## Source data
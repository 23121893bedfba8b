//! Parallel tool dispatch
//!
//! [`ToolDispatcher::execute_parallel`] runs one batch of model tool calls
//! concurrently, each under its own timeout and child trace span, and returns
//! the normalized results in the order the calls were issued.

mod dispatcher;
mod executor;
mod http;

use std::sync::Arc;

use promptrun_config::Config;
use promptrun_utils::error::ToolCallError;

pub use dispatcher::{BatchOutcome, DispatchContext, ToolDispatcher};
pub use executor::{ExecutorSet, ToolExecutor, ToolInvocation, ToolOutput};
pub use http::HttpToolExecutor;

/// Executors described by the `[tools]` config section.
///
/// Without a `base_url` no namespace has an executor, so every call settles
/// as a failed result.
///
/// # Errors
///
/// Propagates HTTP client construction failures.
pub fn executors_from_config(config: &Config) -> Result<ExecutorSet, ToolCallError> {
    let Some(base_url) = config.tools.base_url.as_deref() else {
        tracing::debug!("No [tools] base_url configured; tool execution disabled");
        return Ok(ExecutorSet::new());
    };
    let executor = Arc::new(HttpToolExecutor::new(base_url)?);
    Ok(ExecutorSet::uniform(
        executor,
        config.activities_enabled(),
        config.workflows_enabled(),
    ))
}

#[cfg(test)]
mod tests {
    use super::*;
    use promptrun_utils::types::Namespace;

    #[test]
    fn test_namespace_toggles_from_config() {
        let mut config = Config::default();
        assert!(!executors_from_config(&config).unwrap().is_enabled(Namespace::Tool));

        config.tools.base_url = Some("http://localhost:8080".into());
        config.tools.enable_workflows = Some(true);
        let set = executors_from_config(&config).unwrap();
        assert!(set.is_enabled(Namespace::Tool));
        assert!(!set.is_enabled(Namespace::Activity));
        assert!(set.is_enabled(Namespace::Workflow));
    }
}
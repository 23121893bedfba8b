use serde::{Deserialize, Serialize};
use serde_json::Value;
use std::fmt;

use promptrun_utils::types::{Namespace, ToolDefinition};

/// Deployment status carried by tool descriptors.
#[derive(Debug, Clone, Copy, PartialEq, Eq, Serialize, Deserialize)]
#[serde(rename_all = "UPPERCASE")]
pub enum DescriptorStatus {
    Draft,
    Active,
    Deployed,
    Inactive,
    Archived,
}

impl DescriptorStatus {
    /// Whether a tool in this status may be offered to the model.
    #[must_use]
    pub const fn is_executable(&self) -> bool {
        matches!(self, Self::Active | Self::Deployed)
    }
}

impl fmt::Display for DescriptorStatus {
    fn fmt(&self, f: &mut fmt::Formatter<'_>) -> fmt::Result {
        let s = match self {
            Self::Draft => "DRAFT",
            Self::Active => "ACTIVE",
            Self::Deployed => "DEPLOYED",
            Self::Inactive => "INACTIVE",
            Self::Archived => "ARCHIVED",
        };
        f.write_str(s)
    }
}

/// Callable tool, activity, or workflow as seen by the model.
///
/// `external_name` is the function name the model calls; it must be unique
/// across all namespaces within one execution.
#[derive(Debug, Clone, PartialEq, Serialize, Deserialize)]
pub struct ToolDescriptor {
    pub id: String,
    pub external_name: String,
    #[serde(default)]
    pub description: String,
    #[serde(default = "empty_object_schema")]
    pub input_schema: Value,
    #[serde(default, skip_serializing_if = "Option::is_none")]
    pub output_schema: Option<Value>,
    #[serde(default, skip_serializing_if = "Option::is_none")]
    pub status: Option<DescriptorStatus>,
}

fn empty_object_schema() -> Value {
    serde_json::json!({ "type": "object", "properties": {} })
}

impl ToolDescriptor {
    #[must_use]
    pub fn new(id: impl Into<String>, external_name: impl Into<String>) -> Self {
        Self {
            id: id.into(),
            external_name: external_name.into(),
            description: String::new(),
            input_schema: empty_object_schema(),
            output_schema: None,
            status: None,
        }
    }

    #[must_use]
    pub fn with_description(mut self, description: impl Into<String>) -> Self {
        self.description = description.into();
        self
    }

    #[must_use]
    pub fn with_input_schema(mut self, schema: Value) -> Self {
        self.input_schema = schema;
        self
    }

    #[must_use]
    pub fn with_status(mut self, status: DescriptorStatus) -> Self {
        self.status = Some(status);
        self
    }

    /// Function-calling definition advertised to the model.
    #[must_use]
    pub fn to_definition(&self) -> ToolDefinition {
        ToolDefinition {
            name: self.external_name.clone(),
            description: self.description.clone(),
            parameters: self.input_schema.clone(),
        }
    }
}

/// Where a model tool call is routed, resolved once when the catalog is built.
#[derive(Debug, Clone, PartialEq, Eq, Hash)]
pub enum CallTarget {
    Tool(String),
    Activity(String),
    Workflow(String),
}

impl CallTarget {
    #[must_use]
    pub fn new(namespace: Namespace, descriptor_id: impl Into<String>) -> Self {
        let id = descriptor_id.into();
        match namespace {
            Namespace::Tool => Self::Tool(id),
            Namespace::Activity => Self::Activity(id),
            Namespace::Workflow => Self::Workflow(id),
        }
    }

    #[must_use]
    pub fn namespace(&self) -> Namespace {
        match self {
            Self::Tool(_) => Namespace::Tool,
            Self::Activity(_) => Namespace::Activity,
            Self::Workflow(_) => Namespace::Workflow,
        }
    }

    #[must_use]
    pub fn descriptor_id(&self) -> &str {
        match self {
            Self::Tool(id) | Self::Activity(id) | Self::Workflow(id) => id,
        }
    }
}
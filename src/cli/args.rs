//! CLI argument definitions

use clap::{Args, Parser, Subcommand};
use serde_json::Value;
use std::path::PathBuf;

use promptrun_utils::logging::LogFormat;

/// promptrun - execute stored LLM prompts with parallel tool calling
#[derive(Debug, Parser)]
#[command(name = "promptrun", version)]
#[command(about = "Execute stored LLM prompts with parallel tool calling and validation gates")]
#[command(long_about = r#"
promptrun loads prompts and tool descriptors from a YAML library, fills their
templates, and drives the model through tool-calling rounds under call and time
budgets. Every attempt is appended to a JSON Lines execution log.

EXAMPLES:
  # Run a prompt with typed variables (values parse as JSON, else string)
  promptrun run support --var customer=Ada --var order_id=42

  # Emit the full response as JSON
  promptrun run support --var customer=Ada --json

  # List prompts in the library
  promptrun prompts

  # Show the effective configuration and where each value came from
  promptrun config --json
"#)]
pub struct Cli {
    /// Path to a config.toml (otherwise discovered upward from the cwd)
    #[arg(long, global = true, value_name = "PATH")]
    pub config: Option<PathBuf>,

    /// Prompt library YAML file
    #[arg(long, global = true, value_name = "PATH")]
    pub library: Option<PathBuf>,

    /// Debug-level logging
    #[arg(short, long, global = true)]
    pub verbose: bool,

    /// Log line layout on stderr: compact or json
    #[arg(long, global = true, default_value = "compact", value_name = "FORMAT")]
    pub log_format: LogFormat,

    #[command(subcommand)]
    pub command: Commands,
}

#[derive(Debug, Subcommand)]
pub enum Commands {
    /// Execute a stored prompt
    Run(RunArgs),

    /// List prompts in the library
    ///
    /// Run counts and mean response times combine the library file's values
    /// with the successful executions recorded in the execution log.
    Prompts {
        #[arg(long)]
        json: bool,
    },

    /// Show the effective configuration
    Config {
        #[arg(long)]
        json: bool,
    },
}

impl Commands {
    /// Whether errors should be reported as a JSON envelope on stdout.
    #[must_use]
    pub fn json(&self) -> bool {
        match self {
            Self::Run(args) => args.json,
            Self::Prompts { json } | Self::Config { json } => *json,
        }
    }
}

#[derive(Debug, Args)]
pub struct RunArgs {
    /// Prompt id in the library
    pub prompt_id: String,

    /// System variable as KEY=VALUE (repeatable)
    #[arg(long = "var", value_name = "KEY=VALUE", value_parser = parse_var)]
    pub vars: Vec<(String, Value)>,

    /// User variable as KEY=VALUE (repeatable)
    #[arg(long = "user-var", value_name = "KEY=VALUE", value_parser = parse_var)]
    pub user_vars: Vec<(String, Value)>,

    /// Literal user prompt; overrides the prompt's user template
    #[arg(long)]
    pub user_prompt: Option<String>,

    #[arg(long)]
    pub request_id: Option<String>,

    #[arg(long)]
    pub max_llm_calls: Option<u32>,

    #[arg(long)]
    pub max_tool_calls: Option<u32>,

    #[arg(long, value_name = "MS")]
    pub tool_timeout_ms: Option<u64>,

    /// Model override for this run
    #[arg(long)]
    pub model: Option<String>,

    /// Print the full response as JSON
    #[arg(long)]
    pub json: bool,
}

/// Parse `KEY=VALUE`. The value is read as JSON when it parses, otherwise
/// kept as a string, so `n=3` is a number and `name=Ada` a string.
///
/// # Errors
///
/// When `=` is missing or the key is empty.
pub fn parse_var(raw: &str) -> Result<(String, Value), String> {
    let (key, value) = raw
        .split_once('=')
        .ok_or_else(|| format!("expected KEY=VALUE, got '{raw}'"))?;
    let key = key.trim();
    if key.is_empty() {
        return Err(format!("empty variable name in '{raw}'"));
    }
    let value = serde_json::from_str(value).unwrap_or_else(|_| Value::String(value.to_string()));
    Ok((key.to_string(), value))
}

## Exercise details
Write out word for word only the lines from the start of the entries down to the line with "let set = executors_from_config(&config).unwrap();", please, including both ends.

## Solution to this problem
repository 23121893bedfba8b
//! Parallel tool dispatch
//!
//! [`ToolDispatcher::execute_parallel`] runs one batch of model tool calls
//! concurrently, each under its own timeout and child trace span, and returns
//! the normalized results in the order the calls were issued.

mod dispatcher;
mod executor;
mod http;

use std::sync::Arc;

use promptrun_config::Config;
use promptrun_utils::error::ToolCallError;

pub use dispatcher::{BatchOutcome, DispatchContext, ToolDispatcher};
pub use executor::{ExecutorSet, ToolExecutor, ToolInvocation, ToolOutput};
pub use http::HttpToolExecutor;

/// Executors described by the `[tools]` config section.
///
/// Without a `base_url` no namespace has an executor, so every call settles
/// as a failed result.
///
/// # Errors
///
/// Propagates HTTP client construction failures.
pub fn executors_from_config(config: &Config) -> Result<ExecutorSet, ToolCallError> {
    let Some(base_url) = config.tools.base_url.as_deref() else {
        tracing::debug!("No [tools] base_url configured; tool execution disabled");
        return Ok(ExecutorSet::new());
    };
    let executor = Arc::new(HttpToolExecutor::new(base_url)?);
    Ok(ExecutorSet::uniform(
        executor,
        config.activities_enabled(),
        config.workflows_enabled(),
    ))
}

#[cfg(test)]
mod tests {
    use super::*;
    use promptrun_utils::types::Namespace;

    #[test]
    fn test_namespace_toggles_from_config() {
        let mut config = Config::default();
        assert!(!executors_from_config(&config).unwrap().is_enabled(Namespace::Tool));

        config.tools.base_url = Some("http://localhost:8080".into());
        config.tools.enable_workflows = Some(true);
        let set = executors_from_config(&config).unwrap();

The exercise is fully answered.